Ils ne se sont pas posés la question pendant des mois, au sein du Gaec de Roger Larvor et de son fils Sylvain, à Plouédern. "Notre chaudière fioul était âgée de 35 ans, il était temps de penser à son remplacement, explique Roger. On voulait trouver un autre système, et il se trouve qu'on a du bois de disponible sur nos talus, à couper de toute façon. Et le tronçonner, pour être broyé en bout de champ, c'est bien plus facile que de le débiter en bûches de 50 cm… Le chauffage au bois s'est imposé naturellement." L'exploitation laitière des Larvor, (560 000 L), compte 60 ha, de quoi apporter suffisamment de bois (consommation estimée : 70 m3) pour le chauffage des deux maisons qui se trouvent sur le siège de l'exploitation et de la laiterie.
Chaudière autrichienne
C'est suite à une réunion de groupe, avec l'association Aile (Association d’initiatives locales pour l’énergie et l’environnement) et la Chambre d'agriculture du Finistère sous la houlette de Jean-Yves Carré, que le pas a été franchi. L'investissement principal résidant dans la chaudière. "Plusieurs modèles nous ont été présentés, retrace l'exploitant. Nous avons opté pour un modèle autrichien, la marque Froling (puissance 35 kW)." Représentant un sérieux coup de pouce, un crédit d'impôt (50 % à l'époque) et des aides découlant du Plan bois énergie Bretagne ont été obtenus lors de l'achat de la chaudière. Par ailleurs, les Larvor ont isolé et installé eux-mêmes les tuyaux (pour partie enterrés), ce qui a diminué d'autant leur investissement. De quoi ramener le temps de retour sur investissement à 6 ans, selon leurs calculs.
Facilité d'utilisation
Après broyage (réalisé par entreprise pour environ 450 euros / an), le bois est stocké sous l'un des hangars de l'exploitation. 5 ou 6 mois de séchage sont nécessaires avant de pouvoir l'utiliser. Au fur et à mesure, le bois plaquette est ensuite transféré dans le petit local qui jouxte la chaudière. Cette dernière est alimentée par une vis sans fin. "Une fois que le bois est chargé, il n'y a plus rien à faire", apprécie Roger Larvor. Seule une opération d'évacuation des cendres est à réaliser, environ tous les 15 jours en hiver.
Anne-Laure Lussou
Photo : Roger (photo) et Sylvain Larvor ont opté pour une chaudière bois Froling de puissance 35 kW.

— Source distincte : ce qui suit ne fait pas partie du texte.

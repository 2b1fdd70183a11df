//! Per-key write serialization
//!
//! Two writers for the same storage name would share one temp path, so
//! `put` holds the name's lock from before the temp file is created until
//! after the rename. A name stays in the table only while some writer holds
//! or waits on it, including writers whose future was dropped mid-wait.

use std::collections::HashMap;
use std::sync::{Arc, Mutex, MutexGuard, PoisonError};
use tokio::sync::OwnedMutexGuard;

#[derive(Debug, Default)]
pub(crate) struct KeyLocks {
    table: Mutex<HashMap<String, Slot>>,
}

#[derive(Debug, Default)]
struct Slot {
    lock: Arc<tokio::sync::Mutex<()>>,
    users: usize,
}

/// Exclusive write access to one storage name, released on drop
#[derive(Debug)]
pub(crate) struct KeyGuard {
    _guard: OwnedMutexGuard<()>,
    _registration: Registration,
}

/// Counts one user of a slot from `acquire` until dropped
#[derive(Debug)]
struct Registration {
    locks: Arc<KeyLocks>,
    name: String,
}

impl Drop for Registration {
    fn drop(&mut self) {
        self.locks.leave(&self.name);
    }
}

impl KeyLocks {
    /// Wait for exclusive write access to `name`
    pub(crate) async fn acquire(self: &Arc<Self>, name: &str) -> KeyGuard {
        let lock = {
            let mut table = self.table();
            let slot = table.entry(name.to_string()).or_default();
            slot.users += 1;
            Arc::clone(&slot.lock)
        };
        let registration = Registration {
            locks: Arc::clone(self),
            name: name.to_string(),
        };

        KeyGuard {
            _guard: lock.lock_owned().await,
            _registration: registration,
        }
    }

    fn leave(&self, name: &str) {
        let mut table = self.table();
        if let Some(slot) = table.get_mut(name) {
            slot.users = slot.users.saturating_sub(1);
            if slot.users == 0 {
                table.remove(name);
            }
        }
    }

    fn table(&self) -> MutexGuard<'_, HashMap<String, Slot>> {
        self.table.lock().unwrap_or_else(PoisonError::into_inner)
    }

    #[cfg(test)]
    pub(crate) fn len(&self) -> usize {
        self.table().len()
    }
}

#[cfg(test)]
mod tests {
    use super::*;
    use std::sync::atomic::{AtomicUsize, Ordering};
    use std::time::Duration;

    #[tokio::test]
    async fn test_drop_forgets_idle_key() {
        let locks = Arc::new(KeyLocks::default());
        let guard = locks.acquire("10.1@a").await;
        assert_eq!(locks.len(), 1);

        drop(guard);
        assert_eq!(locks.len(), 0);
    }

    #[tokio::test]
    async fn test_same_key_is_serialized() {
        let locks = Arc::new(KeyLocks::default());
        let active = Arc::new(AtomicUsize::new(0));
        let max_active = Arc::new(AtomicUsize::new(0));

        let mut handles = Vec::new();
        for _ in 0..4 {
            let locks = Arc::clone(&locks);
            let active = Arc::clone(&active);
            let max_active = Arc::clone(&max_active);
            handles.push(tokio::spawn(async move {
                let _guard = locks.acquire("same").await;
                let now = active.fetch_add(1, Ordering::SeqCst) + 1;
                max_active.fetch_max(now, Ordering::SeqCst);
                tokio::time::sleep(Duration::from_millis(10)).await;
                active.fetch_sub(1, Ordering::SeqCst);
            }));
        }
        for handle in handles {
            handle.await.unwrap();
        }

        assert_eq!(max_active.load(Ordering::SeqCst), 1);
        assert_eq!(locks.len(), 0);
    }

    #[tokio::test]
    async fn test_different_keys_do_not_block() {
        let locks = Arc::new(KeyLocks::default());
        let _first = locks.acquire("a").await;
        let _second = tokio::time::timeout(Duration::from_secs(1), locks.acquire("b"))
            .await
            .expect("independent key should not wait");
        assert_eq!(locks.len(), 2);
    }

    #[tokio::test]
    async fn test_abandoned_waiter_leaves_no_entry() {
        let locks = Arc::new(KeyLocks::default());
        let holder = locks.acquire("busy").await;

        let waited = tokio::time::timeout(Duration::from_millis(20), locks.acquire("busy")).await;
        assert!(waited.is_err());
        assert_eq!(locks.len(), 1);

        drop(holder);
        assert_eq!(locks.len(), 0);
    }

    #[tokio::test]
    async fn test_waiter_still_served_after_holder_drops() {
        let locks = Arc::new(KeyLocks::default());
        let holder = locks.acquire("k").await;

        let waiter = {
            let locks = Arc::clone(&locks);
            tokio::spawn(async move {
                let _guard = locks.acquire("k").await;
            })
        };
        tokio::time::sleep(Duration::from_millis(10)).await;
        drop(holder);

        waiter.await.unwrap();
        assert_eq!(locks.len(), 0);
    }
}
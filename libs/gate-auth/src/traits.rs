use crate::{
    errors::{AuthServiceError, LookupError},
    types::UserId,
};
use async_trait::async_trait;
use http::{HeaderMap, HeaderValue};
use serde::{Deserialize, Serialize};
use std::collections::BTreeSet;
use std::sync::Arc;

/// What the Auth Service knows about the caller of one request
#[derive(Debug, Clone, Default)]
pub struct AuthLookup {
    /// `None` means "no session", which is not an error.
    pub user_id: Option<UserId>,
    /// `Set-Cookie` values produced by a session refresh; must reach the response.
    pub set_cookies: Vec<HeaderValue>,
}

/// Identity provider that issues and validates sessions
#[async_trait]
pub trait AuthService: Send + Sync {
    /// Resolve the caller from the request headers (cookies, bearer token)
    async fn current_user(&self, headers: &HeaderMap) -> Result<AuthLookup, AuthServiceError>;
}

/// Directory Store query: role names assigned to a user
#[async_trait]
pub trait RoleLookup: Send + Sync {
    async fn roles_for(&self, user_id: &UserId) -> Result<BTreeSet<String>, LookupError>;
}

/// Directory Store query: permission names granted to a user through their roles
#[async_trait]
pub trait PermissionLookup: Send + Sync {
    async fn permissions_for(&self, user_id: &UserId) -> Result<BTreeSet<String>, LookupError>;
}

/// Review state of a barber profile
#[derive(Debug, Clone, Copy, PartialEq, Eq, Serialize, Deserialize)]
#[serde(rename_all = "lowercase")]
pub enum ApprovalStatus {
    Pending,
    Approved,
    Rejected,
}

/// Directory Store query: approval state of a user's barber profile
#[async_trait]
pub trait ApprovalLookup: Send + Sync {
    /// `Ok(None)` when the user has no profile at all
    async fn approval_status(&self, user_id: &UserId)
        -> Result<Option<ApprovalStatus>, LookupError>;
}

/// The Directory Store capabilities the policy engine queries
#[derive(Clone)]
pub struct DirectoryLookups {
    pub roles: Arc<dyn RoleLookup>,
    pub permissions: Arc<dyn PermissionLookup>,
    pub approvals: Arc<dyn ApprovalLookup>,
}

impl DirectoryLookups {
    /// Use one store for every capability
    #[must_use]
    pub fn from_store<T>(store: Arc<T>) -> Self
    where
        T: RoleLookup + PermissionLookup + ApprovalLookup + 'static,
    {
        Self {
            roles: store.clone(),
            permissions: store.clone(),
            approvals: store,
        }
    }
}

54 000 euros d'économie sur 20 ans
D'après une comparaison "chauffage au fioul" / "chauffage au bois déchiqueté" réalisé par Aile pour une installation similaire (2 maisons raccordées + la salle de traite; chaudière 35 kW), l'économie cumulée permise par le chauffage au bois, sur 20 ans, atteint 54 650 euros, pour un coût d'investissement chiffré à 24 550 euros (17 000 pour la chaudière). Dans le cas d'une installation pour une maison individuelle (chaudière 30 kW), cette économie est ramenée à 23 660 euros, pour un coût d'investissement de 20 100 euros (dont 14 500 pour la chaudière). Dans les deux cas, les aides ne sont pas prises en compte.